Exercise requirements: Everything in the listing below must be set down again exactly.

Listed records:
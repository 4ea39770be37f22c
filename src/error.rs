use serde::{Deserialize, Serialize};
use thiserror::Error;

/// Kind of a capacity-calculation error. Callers match on this exhaustively.
#[derive(Debug, Clone, Copy, PartialEq, Eq, Hash, Serialize, Deserialize, strum::Display)]
#[serde(rename_all = "SCREAMING_SNAKE_CASE")]
#[strum(serialize_all = "SCREAMING_SNAKE_CASE")]
pub enum ErrorKind {
    /// Invalid bracket, seed, splitting factors or request shape
    Configuration,
    /// Unknown run or resource
    NotFound,
    /// Loadflow did not converge and no secure value could be reported
    SolverDivergence,
    /// GLSK capacity exhausted before any secure value was found
    GlskLimitation,
    /// Network is unsecure down to the floor value
    NoSecureValue,
    /// Run stopped by an interrupt request
    Interruption,
    /// Solver unreachable, timed out or returned garbage
    SolverInvocation,
    Internal,
}

impl ErrorKind {
    /// Numeric status attached to errors of this kind (HTTP semantics)
    pub fn status(&self) -> u16 {
        match self {
            ErrorKind::Configuration => 400,
            ErrorKind::NotFound => 404,
            ErrorKind::Interruption => 409,
            ErrorKind::SolverDivergence | ErrorKind::GlskLimitation | ErrorKind::NoSecureValue => {
                422
            }
            ErrorKind::Internal => 500,
            ErrorKind::SolverInvocation => 502,
        }
    }
}

/// Single tagged error type for the whole crate.
#[derive(Debug, Clone, PartialEq, Error, Serialize, Deserialize)]
#[error("{kind}: {message}")]
pub struct CapacityError {
    pub kind: ErrorKind,
    pub status: u16,
    pub message: String,
}

impl CapacityError {
    pub fn new(kind: ErrorKind, message: impl Into<String>) -> Self {
        Self {
            kind,
            status: kind.status(),
            message: message.into(),
        }
    }

    pub fn configuration(message: impl Into<String>) -> Self {
        Self::new(ErrorKind::Configuration, message)
    }

    pub fn not_found(message: impl Into<String>) -> Self {
        Self::new(ErrorKind::NotFound, message)
    }

    pub fn internal(message: impl Into<String>) -> Self {
        Self::new(ErrorKind::Internal, message)
    }
}

impl From<anyhow::Error> for CapacityError {
    fn from(error: anyhow::Error) -> Self {
        CapacityError::internal(format!("{error:#}"))
    }
}

impl From<validator::ValidationErrors> for CapacityError {
    fn from(errors: validator::ValidationErrors) -> Self {
        CapacityError::configuration(errors.to_string())
    }
}
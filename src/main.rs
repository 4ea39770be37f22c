use anyhow::Result;
use capacity_dichotomy::{api, config::Config, controller::AppState, telemetry};
use tracing::{info, warn};

#[tokio::main]
async fn main() -> Result<()> {
    dotenvy::dotenv().ok();
    telemetry::init_tracing();

    let cfg = Config::load()?;
    let app_state = AppState::new(cfg.clone())?;
    let app = api::router(app_state.clone());

    let addr = cfg.server.socket_addr()?;
    if cfg.server.host == "0.0.0.0" {
        warn!("server binding to 0.0.0.0, the API is reachable from the network");
    }
    info!(
        %addr,
        solver = %cfg.solver.mode,
        backend = app_state.service.evaluator_name(),
        "starting capacity dichotomy service"
    );

    let listener = tokio::net::TcpListener::bind(addr).await?;
    axum::serve(listener, app)
        .with_graceful_shutdown(telemetry::shutdown_signal())
        .await?;

    app_state.service.interrupt_all().await;
    warn!("shutdown complete");
    Ok(())
}
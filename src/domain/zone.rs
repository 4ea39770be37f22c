use serde::{Deserialize, Serialize};
use std::collections::BTreeMap;
use std::fmt;
use std::str::FromStr;

/// Control area identifier (country code or EIC), normalized to upper case.
#[derive(Debug, Clone, PartialEq, Eq, PartialOrd, Ord, Hash, Serialize, Deserialize)]
#[serde(try_from = "String", into = "String")]
pub struct Zone(String);

impl Zone {
    pub fn new(code: impl AsRef<str>) -> Result<Self, String> {
        let code = code.as_ref().trim();
        if code.is_empty() {
            return Err("zone code cannot be empty".to_string());
        }
        if !code.chars().all(|c| c.is_ascii_alphanumeric() || c == '-') {
            return Err(format!("invalid zone code: {code}"));
        }
        Ok(Self(code.to_ascii_uppercase()))
    }

    pub fn code(&self) -> &str {
        &self.0
    }
}

impl FromStr for Zone {
    type Err = String;

    fn from_str(s: &str) -> Result<Self, Self::Err> {
        Zone::new(s)
    }
}

impl TryFrom<String> for Zone {
    type Error = String;

    fn try_from(value: String) -> Result<Self, Self::Error> {
        Zone::new(value)
    }
}

impl From<Zone> for String {
    fn from(zone: Zone) -> Self {
        zone.0
    }
}

impl fmt::Display for Zone {
    fn fmt(&self, f: &mut fmt::Formatter<'_>) -> fmt::Result {
        f.write_str(&self.0)
    }
}

/// Per-zone scalar values (MW or fractions). Ordered so that iteration,
/// logging and serialization are deterministic.
pub type ZonalValues = BTreeMap<Zone, f64>;

/// Sum of all values in a zonal vector
pub fn zonal_sum(values: &ZonalValues) -> f64 {
    values.values().sum()
}
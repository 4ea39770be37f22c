use axum::{
    extract::{rejection::JsonRejection, Path, State},
    http::StatusCode,
    response::IntoResponse,
    Json,
};
use serde::Serialize;
use std::time::Instant;
use uuid::Uuid;

use super::response::ApiResponse;
use crate::controller::{AppState, CapacityRequest};
use crate::error::CapacityError;

#[derive(Debug, Serialize)]
pub struct SubmittedRun {
    pub run_id: Uuid,
}

#[derive(Debug, Serialize)]
pub struct InterruptAck {
    pub run_id: Uuid,
    /// False when the run had already finished
    pub interrupted: bool,
}

/// POST /runs - start a computation in the background
pub async fn submit_run(
    State(state): State<AppState>,
    request: Result<Json<CapacityRequest>, JsonRejection>,
) -> Result<impl IntoResponse, CapacityError> {
    let Json(request) = request?;
    let run_id = state.service.submit(request).await?;
    Ok((StatusCode::ACCEPTED, ApiResponse::success(SubmittedRun { run_id })))
}

/// POST /runs/compute - run to completion and return the report
pub async fn compute_run(
    State(state): State<AppState>,
    request: Result<Json<CapacityRequest>, JsonRejection>,
) -> Result<impl IntoResponse, CapacityError> {
    let Json(request) = request?;
    let started = Instant::now();
    let report = state.service.run(request).await?;
    Ok(ApiResponse::success(report).with_duration(started.elapsed().as_millis() as u64))
}

/// GET /runs/:id
pub async fn get_run(
    State(state): State<AppState>,
    Path(run_id): Path<Uuid>,
) -> Result<impl IntoResponse, CapacityError> {
    Ok(ApiResponse::success(state.service.status(run_id).await?))
}

/// POST /runs/:id/interrupt
pub async fn interrupt_run(
    State(state): State<AppState>,
    Path(run_id): Path<Uuid>,
) -> Result<impl IntoResponse, CapacityError> {
    let interrupted = state.service.interrupt(run_id).await?;
    Ok(ApiResponse::success(InterruptAck {
        run_id,
        interrupted,
    }))
}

Answer space:
repository 4ea39770be37f22c
filename src/error.rs
use serde::{Deserialize, Serialize};
use thiserror::Error;

/// Kind of a capacity-calculation error. Callers match on this exhaustively.
#[derive(Debug, Clone, Copy, PartialEq, Eq, Hash, Serialize, Deserialize, strum::Display)]
#[serde(rename_all = "SCREAMING_SNAKE_CASE")]
#[strum(serialize_all = "SCREAMING_SNAKE_CASE")]
pub enum ErrorKind {
    /// Invalid bracket, seed, splitting factors or request shape
    Configuration,
    /// Unknown run or resource
    NotFound,
    /// Loadflow did not converge and no secure value could be reported
    SolverDivergence,
    /// GLSK capacity exhausted before any secure value was found
    GlskLimitation,
    /// Network is unsecure down to the floor value
    NoSecureValue,
    /// Run stopped by an interrupt request
    Interruption,
    /// Solver unreachable, timed out or returned garbage
    SolverInvocation,
    Internal,
}

impl ErrorKind {
    /// Numeric status attached to errors of this kind (HTTP semantics)
    pub fn status(&self) -> u16 {
        match self {
            ErrorKind::Configuration => 400,
            ErrorKind::NotFound => 404,
            ErrorKind::Interruption => 409,
            ErrorKind::SolverDivergence | ErrorKind::GlskLimitation | ErrorKind::NoSecureValue => {
                422
            }
            ErrorKind::Internal => 500,
            ErrorKind::SolverInvocation => 502,
        }
    }
}

/// Single tagged error type for the whole crate.
#[derive(Debug, Clone, PartialEq, Error, Serialize, Deserialize)]
#[error("{kind}: {message}")]
pub struct CapacityError {
    pub kind: ErrorKind,
    pub status: u16,
    pub message: String,
}

impl CapacityError {
    pub fn new(kind: ErrorKind, message: impl Into<String>) -> Self {
        Self {
            kind,
            status: kind.status(),
            message: message.into(),
        }
    }

    pub fn configuration(message: impl Into<String>) -> Self {
        Self::new(ErrorKind::Configuration, message)
    }

    pub fn not_found(message: impl Into<String>) -> Self {
        Self::new(ErrorKind::NotFound, message)
    }

    pub fn internal(message: impl Into<String>) -> Self {
        Self::new(ErrorKind::Internal, message)
    }
}

impl From<anyhow::Error> for CapacityError {
    fn from(error: anyhow::Error) -> Self {
        CapacityError::internal(format!("{error:#}"))
    }
}

impl From<validator::ValidationErrors> for CapacityError {
    fn from(errors: validator::ValidationErrors) -> Self {
        CapacityError::configuration(errors.to_string())
    }
}
filename src/main.rs
repository 4ea39770be37f22c
use anyhow::Result;
use capacity_dichotomy::{api, config::Config, controller::AppState, telemetry};
use tracing::{info, warn};

#[tokio::main]
async fn main() -> Result<()> {
    dotenvy::dotenv().ok();
    telemetry::init_tracing();

    let cfg = Config::load()?;
    let app_state = AppState::new(cfg.clone())?;
    let app = api::router(app_state.clone());

    let addr = cfg.server.socket_addr()?;
    if cfg.server.host == "0.0.0.0" {
        warn!("server binding to 0.0.0.0, the API is reachable from the network");
    }
    info!(
        %addr,
        solver = %cfg.solver.mode,
        backend = app_state.service.evaluator_name(),
        "starting capacity dichotomy service"
    );

    let listener = tokio::net::TcpListener::bind(addr).await?;
    axum::serve(listener, app)
        .with_graceful_shutdown(telemetry::shutdown_signal())
        .await?;

    app_state.service.interrupt_all().await;
    warn!("shutdown complete");
    Ok(())
}
filename src/domain/zone.rs
repository 4ea39770be37f22c
use serde::{Deserialize, Serialize};
use std::collections::BTreeMap;
use std::fmt;
use std::str::FromStr;

/// Control area identifier (country code or EIC), normalized to upper case.
#[derive(Debug, Clone, PartialEq, Eq, PartialOrd, Ord, Hash, Serialize, Deserialize)]
#[serde(try_from = "String", into = "String")]
pub struct Zone(String);

impl Zone {
    pub fn new(code: impl AsRef<str>) -> Result<Self, String> {
        let code = code.as_ref().trim();
        if code.is_empty() {
            return Err("zone code cannot be empty".to_string());
        }
        if !code.chars().all(|c| c.is_ascii_alphanumeric() || c == '-') {
            return Err(format!("invalid zone code: {code}"));
        }
        Ok(Self(code.to_ascii_uppercase()))
    }

    pub fn code(&self) -> &str {
        &self.0
    }
}

impl FromStr for Zone {
    type Err = String;

    fn from_str(s: &str) -> Result<Self, Self::Err> {
        Zone::new(s)
    }
}

impl TryFrom<String> for Zone {
    type Error = String;

    fn try_from(value: String) -> Result<Self, Self::Error> {
        Zone::new(value)
    }
}

impl From<Zone> for String {
    fn from(zone: Zone) -> Self {
        zone.0
    }
}

impl fmt::Display for Zone {
    fn fmt(&self, f: &mut fmt::Formatter<'_>) -> fmt::Result {
        f.write_str(&self.0)
    }
}

/// Per-zone scalar values (MW or fractions). Ordered so that iteration,
/// logging and serialization are deterministic.
pub type ZonalValues = BTreeMap<Zone, f64>;

/// Sum of all values in a zonal vector
pub fn zonal_sum(values: &ZonalValues) -> f64 {
    values.values().sum()
}
repository 4ea39770be37f22c
use axum::{
    extract::{rejection::JsonRejection, Path, State},
    http::StatusCode,
    response::IntoResponse,
    Json,
};
use serde::Serialize;
use std::time::Instant;
use uuid::Uuid;

use super::response::ApiResponse;
use crate::controller::{AppState, CapacityRequest};
use crate::error::CapacityError;

#[derive(Debug, Serialize)]
pub struct SubmittedRun {
    pub run_id: Uuid,
}

#[derive(Debug, Serialize)]
pub struct InterruptAck {
    pub run_id: Uuid,
    /// False when the run had already finished
    pub interrupted: bool,
}

/// POST /runs - start a computation in the background
pub async fn submit_run(
    State(state): State<AppState>,
    request: Result<Json<CapacityRequest>, JsonRejection>,
) -> Result<impl IntoResponse, CapacityError> {
    let Json(request) = request?;
    let run_id = state.service.submit(request).await?;
    Ok((StatusCode::ACCEPTED, ApiResponse::success(SubmittedRun { run_id })))
}

/// POST /runs/compute - run to completion and return the report
pub async fn compute_run(
    State(state): State<AppState>,
    request: Result<Json<CapacityRequest>, JsonRejection>,
) -> Result<impl IntoResponse, CapacityError> {
    let Json(request) = request?;
    let started = Instant::now();
    let report = state.service.run(request).await?;
    Ok(ApiResponse::success(report).with_duration(started.elapsed().as_millis() as u64))
}

/// GET /runs/:id
pub async fn get_run(
    State(state): State<AppState>,
    Path(run_id): Path<Uuid>,
) -> Result<impl IntoResponse, CapacityError> {
    Ok(ApiResponse::success(state.service.status(run_id).await?))
}

/// POST /runs/:id/interrupt
pub async fn interrupt_run(
    State(state): State<AppState>,
    Path(run_id): Path<Uuid>,
) -> Result<impl IntoResponse, CapacityError> {
    let interrupted = state.service.interrupt(run_id).await?;
    Ok(ApiResponse::success(InterruptAck {
        run_id,
        interrupted,
    }))
}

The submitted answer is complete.